West Wheal Basset, only a decade ago
A recent visit with friends shows how brambles and gorse have completely taken over, and now we have only very fond memories of the many visits to the area with our delegates.
August 2019.....
.....and at Physical Separation '13
Reagents '04 delegates by the remains of the arsenic calciners
The same area in August 2019
With Physical Separation '13 delegates
Probably our last conference visit, Physical Separation '17
Many of the Great Flat Lode mines fed their tailings into the aptly named nearby Red River, which discharged into the Atlantic Ocean at Godrevy. I remember the sea in that area often being bright red due to the hematite in South Crofty mine tailings, and Carol Richards, a King Edward Mine volunteer, has sent me this aerial picture taken in 1982, of the beach and sea around Godrevy.

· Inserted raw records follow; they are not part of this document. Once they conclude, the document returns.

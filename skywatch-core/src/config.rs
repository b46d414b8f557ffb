use anyhow::{Context, Result, anyhow};
use directories::ProjectDirs;
use serde::{Deserialize, Serialize};
use std::{fs, path::PathBuf, time::Duration};

pub const DEFAULT_GEOCODING_URL: &str = "https://api.openweathermap.org/geo/1.0";
pub const DEFAULT_WEATHER_URL: &str = "https://api.openweathermap.org/data/3.0";
pub const DEFAULT_TIMEOUT_SECS: u64 = 10;

/// Environment variable that takes precedence over the stored API key.
pub const API_KEY_ENV: &str = "OPENWEATHER_API_KEY";

/// Top-level configuration stored on disk.
///
/// Example TOML:
/// ```toml
/// api_key = "..."
/// request_timeout_secs = 10
/// ```
#[derive(Debug, Clone, Serialize, Deserialize)]
#[serde(default)]
pub struct Config {
    /// OpenWeatherMap API key.
    pub api_key: Option<String>,

    pub geocoding_url: String,

    pub weather_url: String,

    /// Where cached responses and persisted state live. Defaults to the platform data dir.
    pub data_dir: Option<PathBuf>,

    pub request_timeout_secs: u64,
}

impl Default for Config {
    fn default() -> Self {
        Self {
            api_key: None,
            geocoding_url: DEFAULT_GEOCODING_URL.to_string(),
            weather_url: DEFAULT_WEATHER_URL.to_string(),
            data_dir: None,
            request_timeout_secs: DEFAULT_TIMEOUT_SECS,
        }
    }
}

impl Config {
    /// Load config from disk, or return defaults if it doesn't exist yet.
    /// `OPENWEATHER_API_KEY` overrides the stored key.
    pub fn load() -> Result<Self> {
        let path = Self::config_file_path()?;

        let mut cfg = if path.exists() {
            let contents = fs::read_to_string(&path)
                .with_context(|| format!("Failed to read config file: {}", path.display()))?;
            Self::from_toml(&contents)
                .with_context(|| format!("Failed to parse config file: {}", path.display()))?
        } else {
            // First run: no config file.
            Self::default()
        };

        let env_key = std::env::var(API_KEY_ENV)
            .ok()
            .map(|k| k.trim().to_string())
            .filter(|k| !k.is_empty());
        if let Some(key) = env_key {
            cfg.api_key = Some(key);
        }

        Ok(cfg)
    }

    pub fn from_toml(contents: &str) -> Result<Self> {
        toml::from_str(contents).context("Invalid configuration TOML")
    }

    /// Save config to disk, creating parent directories as needed.
    pub fn save(&self) -> Result<()> {
        let path = Self::config_file_path()?;

        if let Some(parent) = path.parent() {
            fs::create_dir_all(parent).with_context(|| {
                format!("Failed to create config directory: {}", parent.display())
            })?;
        }

        let toml =
            toml::to_string_pretty(self).context("Failed to serialize configuration to TOML")?;

        fs::write(&path, toml)
            .with_context(|| format!("Failed to write config file: {}", path.display()))?;

        Ok(())
    }

    /// Path to the config file.
    pub fn config_file_path() -> Result<PathBuf> {
        Ok(project_dirs()?.config_dir().join("config.toml"))
    }

    /// Directory backing the key-value store.
    pub fn data_dir(&self) -> Result<PathBuf> {
        match &self.data_dir {
            Some(dir) => Ok(dir.clone()),
            None => Ok(project_dirs()?.data_dir().join("store")),
        }
    }

    /// Returns the API key or an error explaining how to set one.
    pub fn api_key(&self) -> Result<&str> {
        self.api_key
            .as_deref()
            .filter(|k| !k.trim().is_empty())
            .ok_or_else(|| {
                anyhow!(
                    "No OpenWeatherMap API key configured.\n\
                     Hint: run `skywatch configure` or set {API_KEY_ENV}."
                )
            })
    }

    pub fn set_api_key(&mut self, api_key: String) {
        self.api_key = Some(api_key.trim().to_string());
    }

    pub fn request_timeout(&self) -> Duration {
        Duration::from_secs(self.request_timeout_secs.max(1))
    }
}

fn project_dirs() -> Result<ProjectDirs> {
    ProjectDirs::from("dev", "skywatch", "skywatch")
        .ok_or_else(|| anyhow!("Could not determine platform config directory"))
}

#[cfg(test)]
mod tests {
    use super::*;

    #[test]
    fn api_key_errors_when_not_set() {
        let cfg = Config::default();
        let err = cfg.api_key().unwrap_err();

        let msg = err.to_string();
        assert!(msg.contains("No OpenWeatherMap API key configured"));
        assert!(msg.contains("Hint: run `skywatch configure`"));
    }

    #[test]
    fn set_api_key_trims_and_is_returned() {
        let mut cfg = Config::default();
        cfg.set_api_key("  OPEN_KEY \n".into());

        assert_eq!(cfg.api_key().ok(), Some("OPEN_KEY"));
    }

    #[test]
    fn blank_api_key_counts_as_missing() {
        let cfg = Config { api_key: Some("   ".into()), ..Config::default() };
        assert!(cfg.api_key().is_err());
    }

    #[test]
    fn partial_toml_falls_back_to_defaults() {
        let cfg = Config::from_toml(
            r#"
            api_key = "KEY"
            data_dir = "/tmp/skywatch"
            "#,
        )
        .expect("valid config");

        assert_eq!(cfg.api_key().ok(), Some("KEY"));
        assert_eq!(cfg.weather_url, DEFAULT_WEATHER_URL);
        assert_eq!(cfg.geocoding_url, DEFAULT_GEOCODING_URL);
        assert_eq!(cfg.request_timeout(), Duration::from_secs(DEFAULT_TIMEOUT_SECS));
        assert_eq!(cfg.data_dir().unwrap(), PathBuf::from("/tmp/skywatch"));
    }

    #[test]
    fn toml_round_trip_keeps_values() {
        let mut cfg = Config::default();
        cfg.set_api_key("KEY".into());
        cfg.request_timeout_secs = 3;

        let text = toml::to_string_pretty(&cfg).unwrap();
        let parsed = Config::from_toml(&text).unwrap();

        assert_eq!(parsed.api_key.as_deref(), Some("KEY"));
        assert_eq!(parsed.request_timeout(), Duration::from_secs(3));
    }

    #[test]
    fn zero_timeout_is_raised_to_one_second() {
        let cfg = Config { request_timeout_secs: 0, ..Config::default() };
        assert_eq!(cfg.request_timeout(), Duration::from_secs(1));
    }
}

Thankfully, when South Crofty closed in 1998, the Red River soon became crystal clear and Godrevy is now noted as an area of natural beauty.
Twitter @barrywills


  1. Interesting and thought provoking. Despite the encroachment by brambles and gorse, I imagine this site will remain of interest to historians and - in time - even archeologists; those stone structures don't seem likely to go away anytime soon! Thanks for sharing all this.